Carroll Freeman’s directing merges his highly creative nature and seemingly boundless energy with an astonishingly diverse musical career. He began singing professionally as a boy with the Columbus (now American) Boychoir. This led to solo opportunities with Leonard Bernstein and the New York Philharmonic, with New York City Opera, and on the Bell Telephone Hour.

Freeman’s voice changed, and attending the University of Southern Mississippi began what would be a long and successful career as a tenor. Soon after his house debut as Alfredo in New York City Opera’s La traviata, Freeman made his European debut at the Edinburgh Festival in the European premiere of The Postman Always Rings Twice. He appeared as Don Ottavio in Peter Sellars’ internationally televised Don Giovanni, and his singing garnered awards and praise, including the National Opera Institute Award given at the Kennedy Center by Beverly Sills and Harold Prince and a special mention in 1986 by Opera News as a young singer to watch.

In the midst of this burgeoning singing career, Freeman dabbled in another area of interest: stage directing. Still singing full time, he kept this interest at bay until an important series of events led him to stage directing. Now, as a past artistic director of Mississippi Opera and Opera in the Ozarks, a past co-director of the Des Moines Metro Opera Apprentice Program, and former director of opera at the University of Tennessee, Freeman’s stage directing awards line his walls along with his singing awards—including a National Citation given by the president of the National Federation of Music Clubs for his exemplary performing, directing, and teaching careers, second place in the recent National Opera Association Collegiate Opera Scene Competition, and his initiation into the Knoxville Opera Hall of Fame, to name a few.

From his office at Georgia State University, where he recently joined the faculty as the Valerie Adams Distinguished Professor in Opera, Freeman shared how he has navigated these careers, first as singer and now as stage director and professor.

As a singer, you have worked with an impressive list of stage directors, including Peter Sellars, Jean-Pierre Ponnelle, and Frank Corsaro to name a few. Have they influenced your career as a stage director?

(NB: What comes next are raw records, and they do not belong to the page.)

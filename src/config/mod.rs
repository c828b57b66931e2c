/// Configuration management for the PotaFlow API and worker
///
/// Everything comes from environment variables (optionally seeded from a
/// `.env` file) so both binaries run unchanged in containers.

use crate::auth::PasswordParams;
use crate::runtime::PollerConfig;
use anyhow::{anyhow, bail, Context, Result};
use std::path::PathBuf;
use std::str::FromStr;
use std::time::Duration;

/// Main application configuration
#[derive(Debug, Clone)]
pub struct Config {
    /// Server configuration
    pub server: ServerConfig,
    /// Database configuration
    pub database: DatabaseConfig,
    /// Password hashing and session tokens
    pub auth: AuthConfig,
    /// Background run poller
    pub worker: WorkerConfig,
}

/// HTTP server configuration
#[derive(Debug, Clone)]
pub struct ServerConfig {
    /// Server bind address (e.g., "0.0.0.0")
    pub host: String,
    /// Server port number
    pub port: u16,
    /// Deadline applied to the store calls of each request
    pub request_timeout: Duration,
}

/// SQLite database location
#[derive(Debug, Clone)]
pub struct DatabaseConfig {
    /// Database file; the parent directory is created on startup
    pub path: PathBuf,
}

#[derive(Clone)]
pub struct AuthConfig {
    /// HMAC secret for session tokens
    pub jwt_secret: String,
    pub token_ttl: Duration,
    pub password: PasswordParams,
}

impl std::fmt::Debug for AuthConfig {
    fn fmt(&self, f: &mut std::fmt::Formatter<'_>) -> std::fmt::Result {
        f.debug_struct("AuthConfig")
            .field("jwt_secret", &"<redacted>")
            .field("token_ttl", &self.token_ttl)
            .field("password", &self.password)
            .finish()
    }
}

#[derive(Debug, Clone)]
pub struct WorkerConfig {
    pub poll_interval: Duration,
    pub batch_size: u32,
    /// Deadline applied to the store calls of each run
    pub run_timeout: Duration,
}

impl WorkerConfig {
    pub fn poller(&self) -> PollerConfig {
        PollerConfig {
            interval: self.poll_interval,
            batch_size: self.batch_size,
            run_timeout: self.run_timeout,
        }
    }
}

impl Config {
    /// Load configuration from the process environment
    ///
    /// A `.env` file in the working directory is read first if present;
    /// variables already set in the environment win.
    pub fn from_env() -> Result<Self> {
        dotenvy::dotenv().ok();
        Self::from_lookup(|key| std::env::var(key).ok())
    }

    /// Build configuration from an arbitrary variable source
    pub fn from_lookup<F>(lookup: F) -> Result<Self>
    where
        F: Fn(&str) -> Option<String>,
    {
        let jwt_secret = lookup("POTAFLOW_JWT_SECRET")
            .filter(|s| !s.trim().is_empty())
            .ok_or_else(|| anyhow!("POTAFLOW_JWT_SECRET must be set"))?;

        let password = PasswordParams::from_lookup(&lookup).context("invalid password hashing parameters")?;

        Ok(Self {
            server: ServerConfig {
                host: lookup("POTAFLOW_HOST").unwrap_or_else(|| "0.0.0.0".to_string()),
                port: parse_var(&lookup, "POTAFLOW_PORT", 8080)?,
                request_timeout: Duration::from_millis(parse_nonzero(&lookup, "POTAFLOW_REQUEST_TIMEOUT_MS", 5000)?),
            },
            database: DatabaseConfig {
                path: lookup("POTAFLOW_DATABASE_PATH")
                    .map(PathBuf::from)
                    .unwrap_or_else(|| PathBuf::from("data/potaflow.db")),
            },
            auth: AuthConfig {
                jwt_secret,
                token_ttl: Duration::from_secs(parse_var(&lookup, "POTAFLOW_TOKEN_TTL_SECS", 86_400)?),
                password,
            },
            worker: WorkerConfig {
                poll_interval: Duration::from_millis(parse_nonzero(&lookup, "POTAFLOW_POLL_INTERVAL_MS", 2000)?),
                batch_size: parse_nonzero(&lookup, "POTAFLOW_POLL_BATCH", 10)?,
                run_timeout: Duration::from_millis(parse_nonzero(&lookup, "POTAFLOW_RUN_TIMEOUT_MS", 30_000)?),
            },
        })
    }

    /// Address the HTTP server binds to
    pub fn bind_addr(&self) -> String {
        format!("{}:{}", self.server.host, self.server.port)
    }
}

fn parse_var<F, T>(lookup: &F, name: &str, default: T) -> Result<T>
where
    F: Fn(&str) -> Option<String>,
    T: FromStr,
    T::Err: std::fmt::Display,
{
    match lookup(name) {
        None => Ok(default),
        Some(raw) if raw.trim().is_empty() => Ok(default),
        Some(raw) => raw
            .trim()
            .parse()
            .map_err(|e| anyhow!("invalid {}={:?}: {}", name, raw, e)),
    }
}

/// Like [`parse_var`], but zero is rejected
fn parse_nonzero<F, T>(lookup: &F, name: &str, default: T) -> Result<T>
where
    F: Fn(&str) -> Option<String>,
    T: FromStr + Default + PartialEq,
    T::Err: std::fmt::Display,
{
    let value = parse_var(lookup, name, default)?;
    if value == T::default() {
        bail!("{} must be greater than zero", name);
    }
    Ok(value)
}
/// Run Execution Runtime
///
/// Background processing of queued workflow runs:
/// - Polling pending runs and driving them through their lifecycle
/// - The pluggable action executor seam

// Interval poller that claims, executes and finishes runs
pub mod poller;

// Action executor trait and the stub implementation
pub mod executor;

// Re-export main types
pub use executor::{ActionExecutor, ActionOutcome, StubExecutor};
pub use poller::{Poller, PollerConfig, TickSummary};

Absolutely. Having worked with so many spectacular directors over the years, their style, their methods, their humor, their research, their intuition have been a huge part of who I was as a singer and subsequently who I am as a director.

Sellars gave me permission to be dangerous, to risk—which stimulated my imagination and made me braver. Corsaro brought details to productions that I thought were unusual and unique. Ponnelle inspired me with the value of the visual and the drama in the visual, taking it to the limits, and not editing.

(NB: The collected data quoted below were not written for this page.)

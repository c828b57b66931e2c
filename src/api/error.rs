/// HTTP error mapping
///
/// Every handler error ends up as a JSON body `{"error": "..."}`. Internal
/// failures are logged and answered with a generic message.

use crate::auth::AuthError;
use crate::workflow::WorkflowError;
use axum::extract::rejection::JsonRejection;
use axum::http::StatusCode;
use axum::response::{IntoResponse, Response};
use axum::Json;
use serde_json::json;

#[derive(Debug)]
pub enum ApiError {
    /// Malformed body or missing required fields
    BadRequest(String),
    /// Missing or malformed Authorization header
    Unauthorized,
    Auth(AuthError),
    Workflow(WorkflowError),
}

impl From<AuthError> for ApiError {
    fn from(e: AuthError) -> Self {
        ApiError::Auth(e)
    }
}

impl From<WorkflowError> for ApiError {
    fn from(e: WorkflowError) -> Self {
        ApiError::Workflow(e)
    }
}

impl From<JsonRejection> for ApiError {
    fn from(e: JsonRejection) -> Self {
        ApiError::BadRequest(format!("invalid JSON body: {}", e.body_text()))
    }
}

impl ApiError {
    fn status_and_message(&self) -> (StatusCode, String) {
        match self {
            ApiError::BadRequest(msg) => (StatusCode::BAD_REQUEST, msg.clone()),
            ApiError::Unauthorized => (
                StatusCode::UNAUTHORIZED,
                "missing or invalid Authorization header".to_string(),
            ),
            ApiError::Auth(e @ (AuthError::InvalidCredentials | AuthError::InvalidToken)) => {
                (StatusCode::UNAUTHORIZED, e.to_string())
            }
            ApiError::Auth(e @ AuthError::EmailExists) => (StatusCode::CONFLICT, e.to_string()),
            ApiError::Workflow(
                e @ (WorkflowError::NotFound
                | WorkflowError::TriggerNotFound
                | WorkflowError::ActionNotFound
                | WorkflowError::RunNotFound),
            ) => (StatusCode::NOT_FOUND, e.to_string()),
            ApiError::Auth(_) | ApiError::Workflow(_) => {
                (StatusCode::INTERNAL_SERVER_ERROR, "internal error".to_string())
            }
        }
    }
}

impl IntoResponse for ApiError {
    fn into_response(self) -> Response {
        let (status, message) = self.status_and_message();
        if status == StatusCode::INTERNAL_SERVER_ERROR {
            match &self {
                ApiError::Auth(e) => tracing::error!("❌ Auth failure: {}", e),
                ApiError::Workflow(e) => tracing::error!("❌ Workflow failure: {}", e),
                _ => {}
            }
        }

        (status, Json(json!({ "error": message }))).into_response()
    }
}

#[cfg(test)]
mod tests {
    use super::*;
    use crate::store::StoreError;

    fn status(err: ApiError) -> StatusCode {
        err.into_response().status()
    }

    #[test]
    fn status_codes() {
        assert_eq!(status(ApiError::BadRequest("x".into())), StatusCode::BAD_REQUEST);
        assert_eq!(status(ApiError::Unauthorized), StatusCode::UNAUTHORIZED);
        assert_eq!(status(AuthError::InvalidCredentials.into()), StatusCode::UNAUTHORIZED);
        assert_eq!(status(AuthError::InvalidToken.into()), StatusCode::UNAUTHORIZED);
        assert_eq!(status(AuthError::EmailExists.into()), StatusCode::CONFLICT);
        assert_eq!(status(WorkflowError::NotFound.into()), StatusCode::NOT_FOUND);
        assert_eq!(status(WorkflowError::TriggerNotFound.into()), StatusCode::NOT_FOUND);
        assert_eq!(status(WorkflowError::ActionNotFound.into()), StatusCode::NOT_FOUND);
        assert_eq!(status(WorkflowError::RunNotFound.into()), StatusCode::NOT_FOUND);
        assert_eq!(
            status(WorkflowError::Store(StoreError::Timeout).into()),
            StatusCode::INTERNAL_SERVER_ERROR
        );
        assert_eq!(
            status(AuthError::Store(StoreError::Corrupt("bad".into())).into()),
            StatusCode::INTERNAL_SERVER_ERROR
        );
    }

    #[test]
    fn internal_detail_is_not_exposed() {
        let err = ApiError::from(WorkflowError::Store(StoreError::Corrupt("secret detail".into())));
        let (_, message) = err.status_and_message();
        assert_eq!(message, "internal error");
    }
}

I realize how many of them are lost to us forever, and I feel obligated to pass on their legacy to singers.

Did you ever have a stage director ask you to do something that you weren’t comfortable with?

No, I don’t think so. Regardless, I never would have told a director that I didn’t think my character would do that. As a devoted observer of human kind, I have seen people do everything you can imagine. I believe that limiting yourself that way is really more a matter of self-protection. One of my pet peeves with artists is that when they “protect” themselves they inevitably edit themselves out of interesting choices. They become predictable and generic.

Do you think being a singer first gives you a unique perspective as a stage director?

Certainly I believe that my experience as a singer helps me understand the singer, but I am less tolerant of the singer who is inflexible. My genuine goal in relationships with singers is to be encouraging and nurturing but always challenging. Hopefully, they agree. I believe that they really trust me and understand what I’m working to accomplish. I’m not trying to embarrass them, nor am I trying to shock the audience. I am sincerely searching for the truth and striving to be faithful to what I perceive to be the original intention of the work.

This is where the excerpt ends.